Simple Summary Hepatocellular carcinoma (HCC) is a highly lethal disease with an increasing incidence. Despite the advancements in diagnosis and recent therapeutic options, improving the prognosis of HCC patients remains challenging. One of the reasons of the unsatisfactory outcome of patients with HCC is the complex tumour microenvironment (TME), which is composed of immune and stromal cells, limiting effective treatments. Recent research has highlighted the importance of macrophages in the development and progression of HCC, opening new possibilities for therapy. This review focuses on the heterogeneity of tumour-associated macrophages (TAMs) in HCC, the mechanisms through which HCC tumour cells polarize macrophages, and the therapeutic targets that are currently being tested to explore novel therapies that can improve the prognosis and quality of life of HCC patients.Abstract Hepatocellular carcinoma (HCC) is a prevalent and aggressive cancer that comprises a complex tumour microenvironment (TME). Tumour-associated macrophages (TAMs) are one of the most abundant immune cells present in the TME, and play a key role both in the development and in the progression of HCC. Thus, TAM-based immunotherapy has been presented as a promising strategy to complement the currently available therapies for HCC treatment.
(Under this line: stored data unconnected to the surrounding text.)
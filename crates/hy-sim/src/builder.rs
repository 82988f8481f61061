//! Fluent builder for constructing a [`Simulator`].

use hy_arz::Equilibrium;
use hy_core::{LaneId, SimConfig};
use hy_network::Network;

use crate::{Fidelity, LaneState, MacroLane, MicroLane, Payload, Scheduler, SimError, SimResult, Simulator};

/// Fluent builder for [`Simulator`].
///
/// # Required inputs
///
/// - [`SimConfig`]: solver, car and lookahead parameters, seed, workers
/// - [`Network`]: from [`hy_network::NetworkBuilder`]
///
/// # Optional inputs (have defaults)
///
/// | Method                       | Default                  |
/// |------------------------------|--------------------------|
/// | `.default_fidelity(f)`       | `Fidelity::Macro`        |
/// | `.fidelity(lane, f)`         | the default fidelity     |
/// | `.uniform(lane, rho, u)`     | empty road               |
/// | `.inflow(lane, rate)`        | no inflow                |
///
/// # Example
///
/// ```rust,ignore
/// let mut sim = SimBuilder::new(config, network)
///     .fidelity(side_street, Fidelity::Micro)
///     .inflow(main_road, 0.4)
///     .build()?;
/// sim.run(3_600, &mut NoopObserver)?;
/// ```
pub struct SimBuilder {
    config:           SimConfig,
    network:          Network,
    default_fidelity: Fidelity,
    fidelity:         Vec<(LaneId, Fidelity)>,
    uniform:          Vec<(LaneId, f64, f64)>,
    inflows:          Vec<(LaneId, f64)>,
}

impl SimBuilder {
    pub fn new(config: SimConfig, network: Network) -> Self {
        Self {
            config,
            network,
            default_fidelity: Fidelity::Macro,
            fidelity: Vec::new(),
            uniform: Vec::new(),
            inflows: Vec::new(),
        }
    }

    /// Fidelity of every lane not named by [`fidelity`](Self::fidelity).
    pub fn default_fidelity(mut self, fidelity: Fidelity) -> Self {
        self.default_fidelity = fidelity;
        self
    }

    pub fn fidelity(mut self, lane: LaneId, fidelity: Fidelity) -> Self {
        self.fidelity.push((lane, fidelity));
        self
    }

    /// Start a macro lane at density `rho` moving at `u`.
    pub fn uniform(mut self, lane: LaneId, rho: f64, u: f64) -> Self {
        self.uniform.push((lane, rho, u));
        self
    }

    /// Vehicles per second entering at a source lane.
    pub fn inflow(mut self, lane: LaneId, rate: f64) -> Self {
        self.inflows.push((lane, rate));
        self
    }

    /// Validate inputs, mesh the macro lanes, and return a ready-to-run
    /// [`Simulator`].
    pub fn build(self) -> SimResult<Simulator> {
        self.config.validate()?;

        let mut fidelity = vec![self.default_fidelity; self.network.lane_count()];
        for &(lane, f) in &self.fidelity {
            *fidelity.get_mut(lane.index()).ok_or(SimError::UnknownLane(lane))? = f;
        }

        // ── Lane payloads ─────────────────────────────────────────────────
        let gamma = self.config.macro_params.gamma;
        let spacing = self.config.macro_params.target_cell_spacing;
        let mut lanes = Vec::with_capacity(self.network.lane_count());
        for (id, f) in self.network.lane_ids().zip(fidelity) {
            let spec = self.network.lane(id);
            let eq = Equilibrium::new(spec.speed_limit, gamma);
            let payload = match f {
                Fidelity::Macro => Payload::Macro(MacroLane::new(id, spec.length, eq, spacing)?),
                Fidelity::Micro => Payload::Micro(MicroLane::new()),
            };
            lanes.push(LaneState { id, length: spec.length, eq, payload, inflow: None });
        }

        let workers = self.config.num_threads.unwrap_or_else(default_workers);
        let scheduler = Scheduler::new(workers)?;
        let mut sim = Simulator::from_parts(self.config, self.network, lanes, scheduler);

        for (lane, rho, u) in self.uniform {
            sim.set_uniform(lane, rho, u)?;
        }
        for (lane, rate) in self.inflows {
            sim.set_inflow(lane, rate)?;
        }

        log::info!(
            "simulator ready: {} lanes ({} macro, {} cells), {} intersections, {} workers, min h = {:.2} m",
            sim.lanes().len(),
            sim.partition().lane_count(),
            sim.partition().loads.iter().sum::<usize>(),
            sim.network().intersection_count(),
            workers,
            sim.min_cell_width()
        );
        Ok(sim)
    }
}

#[cfg(feature = "parallel")]
fn default_workers() -> usize {
    std::thread::available_parallelism().map_or(1, |n| n.get())
}

#[cfg(not(feature = "parallel"))]
fn default_workers() -> usize {
    1
}
//! Deterministic simulation RNG with capturable state.
//!
//! # Determinism strategy
//!
//! All randomness in the engine (Poisson sampling during macro→micro
//! conversion, boundary arrivals) flows through one [`SimRng`] owned by the
//! simulator and only used from the single-threaded micro phase.  The
//! generator is `ChaCha8Rng`, whose complete state is `(seed, stream,
//! word_pos)`; [`RngState`] captures exactly that triple so a snapshot can
//! resume the stream bit-for-bit.

use rand::{Rng, SeedableRng};
use rand_chacha::ChaCha8Rng;
use serde::{Deserialize, Serialize};

// ── RngState ──────────────────────────────────────────────────────────────────

/// Full internal state of a [`SimRng`].
///
/// The 128-bit word position is split into two halves so the state
/// serializes through any serde format without 128-bit integer support.
#[derive(Clone, Debug, PartialEq, Eq, Serialize, Deserialize)]
pub struct RngState {
    pub seed:        [u8; 32],
    pub stream:      u64,
    pub word_pos_hi: u64,
    pub word_pos_lo: u64,
}

// ── SimRng ────────────────────────────────────────────────────────────────────

/// Simulation-level RNG.
///
/// Used only in single-threaded contexts.
#[derive(Clone, Debug)]
pub struct SimRng(ChaCha8Rng);

impl SimRng {
    pub fn new(seed: u64) -> Self {
        SimRng(ChaCha8Rng::seed_from_u64(seed))
    }

    /// Capture the full generator state.
    pub fn state(&self) -> RngState {
        let word_pos = self.0.get_word_pos();
        RngState {
            seed:        self.0.get_seed(),
            stream:      self.0.get_stream(),
            word_pos_hi: (word_pos >> 64) as u64,
            word_pos_lo: word_pos as u64,
        }
    }

    /// Rebuild a generator that continues exactly where `state` was taken.
    pub fn from_state(state: &RngState) -> Self {
        let mut rng = ChaCha8Rng::from_seed(state.seed);
        rng.set_stream(state.stream);
        rng.set_word_pos(((state.word_pos_hi as u128) << 64) | state.word_pos_lo as u128);
        SimRng(rng)
    }

    /// Uniform variate in the half-open interval `(0, 1]`.
    ///
    /// Excluding zero keeps `-ln(u)` finite.
    #[inline]
    pub fn uniform_open0(&mut self) -> f64 {
        1.0 - self.0.r#gen::<f64>()
    }

    /// Unit-rate exponential variate.
    #[inline]
    pub fn exponential(&mut self) -> f64 {
        -self.uniform_open0().ln()
    }
}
Among the novel approaches focusing on TAMs, reprogramming their functional state has emerged as a promising option for targeting TAMs as an immunotherapy in combination with the currently available treatment options. Nevertheless, a further understanding of the immunobiology of TAMs is still required. This review synthesizes current insights into the heterogeneous nature of TAMs in HCC and describes the mechanisms behind their pro-tumoural polarization focusing the attention on their interaction with HCC cells. Furthermore, this review underscores the potential involvement of TAMs' reprogramming in HCC therapy and highlights the urgency of advancing our understanding of these cells within the dynamic landscape of HCC.